▶ **Problem description**
Each entry must be output exactly as it appears.

Collected data entries:
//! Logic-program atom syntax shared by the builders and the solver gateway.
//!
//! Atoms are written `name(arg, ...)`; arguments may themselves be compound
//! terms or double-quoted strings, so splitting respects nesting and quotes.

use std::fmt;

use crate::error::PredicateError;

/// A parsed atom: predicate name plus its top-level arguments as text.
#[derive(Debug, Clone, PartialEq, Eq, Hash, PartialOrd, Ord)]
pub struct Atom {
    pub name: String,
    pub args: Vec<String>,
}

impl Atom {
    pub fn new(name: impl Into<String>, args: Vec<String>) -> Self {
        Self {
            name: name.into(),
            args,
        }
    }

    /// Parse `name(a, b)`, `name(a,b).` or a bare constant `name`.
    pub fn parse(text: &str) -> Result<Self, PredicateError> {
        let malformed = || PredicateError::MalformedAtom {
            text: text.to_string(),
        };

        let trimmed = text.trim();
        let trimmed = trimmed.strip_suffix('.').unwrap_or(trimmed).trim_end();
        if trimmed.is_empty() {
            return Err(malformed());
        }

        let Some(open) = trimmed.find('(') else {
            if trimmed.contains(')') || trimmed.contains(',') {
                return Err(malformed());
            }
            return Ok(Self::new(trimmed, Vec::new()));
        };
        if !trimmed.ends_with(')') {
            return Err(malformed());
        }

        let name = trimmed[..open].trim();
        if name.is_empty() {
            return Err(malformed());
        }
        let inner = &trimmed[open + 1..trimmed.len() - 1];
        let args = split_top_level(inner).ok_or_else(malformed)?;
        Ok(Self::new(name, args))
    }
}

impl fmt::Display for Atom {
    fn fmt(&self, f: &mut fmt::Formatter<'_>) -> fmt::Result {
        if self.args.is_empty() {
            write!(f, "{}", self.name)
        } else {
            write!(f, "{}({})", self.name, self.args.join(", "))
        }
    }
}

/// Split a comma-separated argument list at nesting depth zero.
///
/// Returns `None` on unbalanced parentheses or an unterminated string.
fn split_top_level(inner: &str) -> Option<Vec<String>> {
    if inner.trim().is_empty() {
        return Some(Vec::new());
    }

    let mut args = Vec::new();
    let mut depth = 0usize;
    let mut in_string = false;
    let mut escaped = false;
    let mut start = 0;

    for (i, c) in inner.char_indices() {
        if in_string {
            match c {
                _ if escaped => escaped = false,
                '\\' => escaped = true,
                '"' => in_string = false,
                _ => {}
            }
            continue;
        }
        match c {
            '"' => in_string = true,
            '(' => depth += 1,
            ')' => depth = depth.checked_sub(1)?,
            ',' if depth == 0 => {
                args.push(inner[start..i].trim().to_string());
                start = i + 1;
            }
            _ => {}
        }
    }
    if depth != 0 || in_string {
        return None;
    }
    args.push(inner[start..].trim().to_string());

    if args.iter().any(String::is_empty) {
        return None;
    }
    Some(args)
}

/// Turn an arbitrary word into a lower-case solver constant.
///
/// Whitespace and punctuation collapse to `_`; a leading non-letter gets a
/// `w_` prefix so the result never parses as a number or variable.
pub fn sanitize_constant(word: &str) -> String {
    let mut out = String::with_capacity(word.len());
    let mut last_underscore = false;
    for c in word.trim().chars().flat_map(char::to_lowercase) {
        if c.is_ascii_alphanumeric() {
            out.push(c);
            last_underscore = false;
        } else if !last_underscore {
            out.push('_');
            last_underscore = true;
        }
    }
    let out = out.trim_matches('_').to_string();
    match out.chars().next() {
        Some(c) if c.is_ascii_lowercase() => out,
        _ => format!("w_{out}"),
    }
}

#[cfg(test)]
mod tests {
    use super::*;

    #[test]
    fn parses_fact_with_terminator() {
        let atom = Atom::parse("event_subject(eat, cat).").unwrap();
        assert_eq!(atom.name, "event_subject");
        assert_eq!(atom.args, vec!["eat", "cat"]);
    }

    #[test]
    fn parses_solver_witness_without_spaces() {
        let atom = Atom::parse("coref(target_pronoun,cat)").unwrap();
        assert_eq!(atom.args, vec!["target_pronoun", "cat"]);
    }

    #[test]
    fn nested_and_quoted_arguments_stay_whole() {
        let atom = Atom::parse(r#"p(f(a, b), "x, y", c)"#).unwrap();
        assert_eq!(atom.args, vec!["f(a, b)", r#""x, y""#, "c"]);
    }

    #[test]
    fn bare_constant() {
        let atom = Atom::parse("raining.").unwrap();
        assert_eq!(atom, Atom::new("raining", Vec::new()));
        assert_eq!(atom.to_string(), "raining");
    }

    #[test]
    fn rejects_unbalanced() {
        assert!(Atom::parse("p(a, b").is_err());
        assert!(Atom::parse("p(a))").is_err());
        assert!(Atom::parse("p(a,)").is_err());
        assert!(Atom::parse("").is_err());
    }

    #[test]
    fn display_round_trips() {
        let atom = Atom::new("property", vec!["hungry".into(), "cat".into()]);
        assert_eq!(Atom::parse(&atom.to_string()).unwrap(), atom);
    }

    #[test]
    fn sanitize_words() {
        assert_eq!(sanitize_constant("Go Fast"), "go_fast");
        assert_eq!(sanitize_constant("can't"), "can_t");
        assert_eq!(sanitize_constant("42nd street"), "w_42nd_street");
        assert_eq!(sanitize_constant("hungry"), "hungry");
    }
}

▶ **Answer to this task**
//! Logic-program atom syntax shared by the builders and the solver gateway.
//!
//! Atoms are written `name(arg, ...)`; arguments may themselves be compound
//! terms or double-quoted strings, so splitting respects nesting and quotes.

use std::fmt;

use crate::error::PredicateError;

/// A parsed atom: predicate name plus its top-level arguments as text.
#[derive(Debug, Clone, PartialEq, Eq, Hash, PartialOrd, Ord)]
pub struct Atom {
    pub name: String,
    pub args: Vec<String>,
}

impl Atom {
    pub fn new(name: impl Into<String>, args: Vec<String>) -> Self {
        Self {
            name: name.into(),
            args,
        }
    }

    /// Parse `name(a, b)`, `name(a,b).` or a bare constant `name`.
    pub fn parse(text: &str) -> Result<Self, PredicateError> {
        let malformed = || PredicateError::MalformedAtom {
            text: text.to_string(),
        };

        let trimmed = text.trim();
        let trimmed = trimmed.strip_suffix('.').unwrap_or(trimmed).trim_end();
        if trimmed.is_empty() {
            return Err(malformed());
        }

        let Some(open) = trimmed.find('(') else {
            if trimmed.contains(')') || trimmed.contains(',') {
                return Err(malformed());
            }
            return Ok(Self::new(trimmed, Vec::new()));
        };
        if !trimmed.ends_with(')') {
            return Err(malformed());
        }

        let name = trimmed[..open].trim();
        if name.is_empty() {
            return Err(malformed());
        }
        let inner = &trimmed[open + 1..trimmed.len() - 1];
        let args = split_top_level(inner).ok_or_else(malformed)?;
        Ok(Self::new(name, args))
    }
}

impl fmt::Display for Atom {
    fn fmt(&self, f: &mut fmt::Formatter<'_>) -> fmt::Result {
        if self.args.is_empty() {
            write!(f, "{}", self.name)
        } else {
            write!(f, "{}({})", self.name, self.args.join(", "))
        }
    }
}

/// Split a comma-separated argument list at nesting depth zero.
///
/// Returns `None` on unbalanced parentheses or an unterminated string.
fn split_top_level(inner: &str) -> Option<Vec<String>> {
    if inner.trim().is_empty() {
        return Some(Vec::new());
    }

    let mut args = Vec::new();
    let mut depth = 0usize;
    let mut in_string = false;
    let mut escaped = false;
    let mut start = 0;

    for (i, c) in inner.char_indices() {
        if in_string {
            match c {
                _ if escaped => escaped = false,
                '\\' => escaped = true,
                '"' => in_string = false,
                _ => {}
            }
            continue;
        }
        match c {
            '"' => in_string = true,
            '(' => depth += 1,
            ')' => depth = depth.checked_sub(1)?,
            ',' if depth == 0 => {
                args.push(inner[start..i].trim().to_string());
                start = i + 1;
            }
            _ => {}
        }
    }
    if depth != 0 || in_string {
        return None;
    }
    args.push(inner[start..].trim().to_string());

    if args.iter().any(String::is_empty) {
        return None;
    }
    Some(args)
}

/// Turn an arbitrary word into a lower-case solver constant.
///
/// Whitespace and punctuation collapse to `_`; a leading non-letter gets a
/// `w_` prefix so the result never parses as a number or variable.
pub fn sanitize_constant(word: &str) -> String {
    let mut out = String::with_capacity(word.len());
    let mut last_underscore = false;
    for c in word.trim().chars().flat_map(char::to_lowercase) {
        if c.is_ascii_alphanumeric() {
            out.push(c);
            last_underscore = false;
        } else if !last_underscore {
            out.push('_');
            last_underscore = true;
        }
    }
    let out = out.trim_matches('_').to_string();
    match out.chars().next() {
        Some(c) if c.is_ascii_lowercase() => out,
        _ => format!("w_{out}"),
    }
}

#[cfg(test)]
mod tests {
    use super::*;

    #[test]
    fn parses_fact_with_terminator() {
        let atom = Atom::parse("event_subject(eat, cat).").unwrap();
        assert_eq!(atom.name, "event_subject");
        assert_eq!(atom.args, vec!["eat", "cat"]);
    }

    #[test]
    fn parses_solver_witness_without_spaces() {
        let atom = Atom::parse("coref(target_pronoun,cat)").unwrap();
        assert_eq!(atom.args, vec!["target_pronoun", "cat"]);
    }

    #[test]
    fn nested_and_quoted_arguments_stay_whole() {
        let atom = Atom::parse(r#"p(f(a, b), "x, y", c)"#).unwrap();
        assert_eq!(atom.args, vec!["f(a, b)", r#""x, y""#, "c"]);
    }

    #[test]
    fn bare_constant() {
        let atom = Atom::parse("raining.").unwrap();
        assert_eq!(atom, Atom::new("raining", Vec::new()));
        assert_eq!(atom.to_string(), "raining");
    }

    #[test]
    fn rejects_unbalanced() {
        assert!(Atom::parse("p(a, b").is_err());
        assert!(Atom::parse("p(a))").is_err());
        assert!(Atom::parse("p(a,)").is_err());
        assert!(Atom::parse("").is_err());
    }

    #[test]
    fn display_round_trips() {
        let atom = Atom::new("property", vec!["hungry".into(), "cat".into()]);
        assert_eq!(Atom::parse(&atom.to_string()).unwrap(), atom);
    }

    #[test]
    fn sanitize_words() {
        assert_eq!(sanitize_constant("Go Fast"), "go_fast");
        assert_eq!(sanitize_constant("can't"), "can_t");
        assert_eq!(sanitize_constant("42nd street"), "w_42nd_street");
        assert_eq!(sanitize_constant("hungry"), "hungry");
    }
}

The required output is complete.